Trump – the brash, billionaire businessman and celebrity – outdistanced the crowded Republican field by nearly 20 points to gain victory in the New Hampshire primary. Sanders, the United States senator from neighboring Vermont who describes himself as a socialist, dominated Hillary Clinton to win the Democratic primary by more than 20 percent.
The Republican presidential candidates take their campaign to South Carolina, which holds its primary Feb. 20. The next Democratic contest is the Nevada caucus the same day.
For the GOP, the move south will bring the evangelical Christian vote more into play. Exit polls in New Hampshire showed only 23 percent of Republican primary voters identified as “white evangelical or white born-again Christians.” Of those voters, 27 percent voted for Trump, 23 percent for Sen. Ted Cruz of Texas, 13 percent for Sen. Marco Rubio of Florida and 11 percent each for Ohio Gov. John Kasich and former Florida Gov.

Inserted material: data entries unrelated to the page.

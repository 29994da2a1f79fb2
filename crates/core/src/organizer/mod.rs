//! Moving finished files into per-artist or per-genre folders.

mod error;
mod mover;

pub use error::OrganizeError;

use serde::{Deserialize, Serialize};
use std::path::{Path, PathBuf};
use std::sync::Arc;
use std::time::Duration;
use tracing::{debug, warn};

use crate::catalog::GenreLookup;
use crate::track::{OutputLayout, SortKey, TrackDescriptor, UNKNOWN_FOLDER};

/// Organizer settings.
#[derive(Debug, Clone, Serialize, Deserialize)]
pub struct OrganizerConfig {
    /// Verify SHA-256 when a move falls back to copying across filesystems.
    #[serde(default = "default_verify_copies")]
    pub verify_copies: bool,
}

fn default_verify_copies() -> bool {
    true
}

impl Default for OrganizerConfig {
    fn default() -> Self {
        Self {
            verify_copies: default_verify_copies(),
        }
    }
}

/// Where a file ended up.
#[derive(Debug)]
pub enum OrganizeOutcome {
    /// The file is at its organized path.
    Moved(PathBuf),
    /// The move failed; the file is still at `path`.
    LeftInPlace { path: PathBuf, error: OrganizeError },
}

impl OrganizeOutcome {
    /// The file's current location.
    pub fn path(&self) -> &Path {
        match self {
            Self::Moved(path) => path,
            Self::LeftInPlace { path, .. } => path,
        }
    }
}

/// Chooses a destination folder for a track and moves the file there.
pub struct Organizer {
    genre_lookup: Option<Arc<dyn GenreLookup>>,
    genre_timeout: Duration,
    config: OrganizerConfig,
}

impl Organizer {
    pub fn new(
        genre_lookup: Option<Arc<dyn GenreLookup>>,
        genre_timeout: Duration,
        config: OrganizerConfig,
    ) -> Self {
        Self {
            genre_lookup,
            genre_timeout,
            config,
        }
    }

    /// Folder name for `track` under `sort_key`.
    ///
    /// Genre sorting uses the first non-empty genre of the track's artist.
    /// No genres, a failed lookup, a timeout or a missing lookup service all
    /// give `Unknown`.
    pub async fn choose_folder(&self, track: &TrackDescriptor, sort_key: SortKey) -> String {
        match sort_key {
            SortKey::Artist => track.artist.clone(),
            SortKey::Genre => self.first_genre(&track.artist).await,
        }
    }

    async fn first_genre(&self, artist: &str) -> String {
        let Some(lookup) = &self.genre_lookup else {
            return UNKNOWN_FOLDER.to_string();
        };

        match tokio::time::timeout(self.genre_timeout, lookup.genres_of(artist)).await {
            Ok(Ok(genres)) => genres
                .into_iter()
                .map(|g| g.trim().to_string())
                .find(|g| !g.is_empty())
                .unwrap_or_else(|| UNKNOWN_FOLDER.to_string()),
            Ok(Err(e)) => {
                warn!(artist, error = %e, "Genre lookup failed");
                UNKNOWN_FOLDER.to_string()
            }
            Err(_) => {
                warn!(
                    artist,
                    timeout_secs = self.genre_timeout.as_secs(),
                    "Genre lookup timed out"
                );
                UNKNOWN_FOLDER.to_string()
            }
        }
    }

    /// Moves `path` into the folder chosen for `track`.
    ///
    /// Creates the folder if needed and replaces an existing file of the same
    /// name. On failure the file stays where it was and that path is returned.
    pub async fn organize(
        &self,
        path: &Path,
        track: &TrackDescriptor,
        sort_key: SortKey,
        layout: &OutputLayout,
    ) -> OrganizeOutcome {
        let folder = self.choose_folder(track, sort_key).await;
        let destination = layout.organized_path(track, &folder);

        if destination == path {
            return OrganizeOutcome::Moved(destination);
        }

        if let Some(parent) = destination.parent() {
            if let Err(e) = tokio::fs::create_dir_all(parent).await {
                return OrganizeOutcome::LeftInPlace {
                    path: path.to_path_buf(),
                    error: OrganizeError::DirectoryCreationFailed {
                        path: parent.to_path_buf(),
                        source: e,
                    },
                };
            }
        }

        match mover::move_file(path, &destination, self.config.verify_copies).await {
            Ok(()) => {
                debug!(track = %track.label(), %folder, "Organized");
                OrganizeOutcome::Moved(destination)
            }
            Err(error) => OrganizeOutcome::LeftInPlace {
                path: path.to_path_buf(),
                error,
            },
        }
    }
}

Jeb Bush.
The New Hampshire win after a second-place finish in the Iowa caucus Feb. 1 provides Trump with momentum heading to South Carolina. That state’s primary will provide the first sample of how much backing a candidate with multiple marriages, a past of abortion rights support and a recent history of anti-religious freedom rhetoric can gain from southern evangelicals.
Southern Baptist ethicist Russell Moore described Sanders and Trump as “the two most thoroughly secular candidates we have seen in years.”
Their victories came in a state that was recognized Feb. 4 by the Gallup polling organization as the least religious in the country.
“Their ascendancy is one more reminder that evangelical Christianity is a minority viewpoint in 21st Century America,” said Moore, president of the Ethics & Religious Liberty Commission. “We have much work to do to persuade our fellow citizens that matters of human dignity and religious liberty are in the common good.
“More importantly, our celebrity-crazed moment should remind us of the mission field to which we have been called,” he said. “The Christian witness will sound all the more distinct in this culture, but the more distinct it is, the more powerful.”
Bruce Ashford, provost and professor of theology and culture at Southeastern Baptist Theological Seminary, said, “Even a few months ago, it would have surprised most Americans to be told that New Hampshire voters would nominate a socialist and a nationalist for the nation’s highest office. But that is indeed what happened” in the primary.
In New Hampshire, Trump received 35.3 percent of the GOP votes, according to The New York Times. Kasich surged to finish second with 15.8 percent, while Cruz – the Iowa winner – took third with 11.7 percent and Bush fourth with 11 percent. Rubio ended up fifth with 10.6 percent. New Jersey Gov. Chris Christie, former Hewlett-Packard CEO Carly Fiorina and famed surgeon Ben Carson gained 7.4, 4.1 and 2.3 percent, respectively.
In the Democratic vote, Sanders won 60.4 percent. Clinton, the former first lady and secretary of State, received 38 percent.
R. Albert Mohler Jr., president of The Southern Baptist Theological Seminary and a popular cultural commentator, described the majority vote for “an avowed Democratic socialist” as “a sea change in politics, almost a political revolution, and whoever becomes the eventual Democratic nominee, the Democratic Party – this announces – is marching steadily to the left.”
Meanwhile, the GOP voters’ failure to narrow the race to two or three major candidates, Mohler said on his podcast, “The Briefing,” Feb. 10, means “there is still a great deal of uncertainty as to who will be eventually among the top two or top three vote-getters as the Republican nomination race continues.”
Ashford said, “It appears that the GOP field is in for a long nomination fight that will span many states and cost an enormous amount of money. At this point, the closest contender [to Trump] is Ted Cruz, followed perhaps by Marco Rubio, who, despite his lackluster showing, probably stands the best chance of winning the general election.”
In the delegate count for New Hampshire, Trump won 10 delegates, Kasich four, and Cruz, Bush and Rubio three apiece, The Times reported. Sanders gained 15 delegates and Clinton nine.
Rubio’s fifth-place finish proved a significant setback after his strong third place in Iowa and a week marked by endorsements from former GOP presidential candidates Rick Santorum and Bobby Jindal, Sen. Tim Scott of South Carolina, and evangelical author and speaker Joni Eareckson Tada.
Rubio and Clinton were two candidates who “fared poorly, but not poorly enough to hinder themselves from performing well in upcoming primaries,” Ashford said. “Rubio’s disappointing finish probably owes to his lackluster performance in the ABC debate and his assertion that women should be required to sign up for the draft.”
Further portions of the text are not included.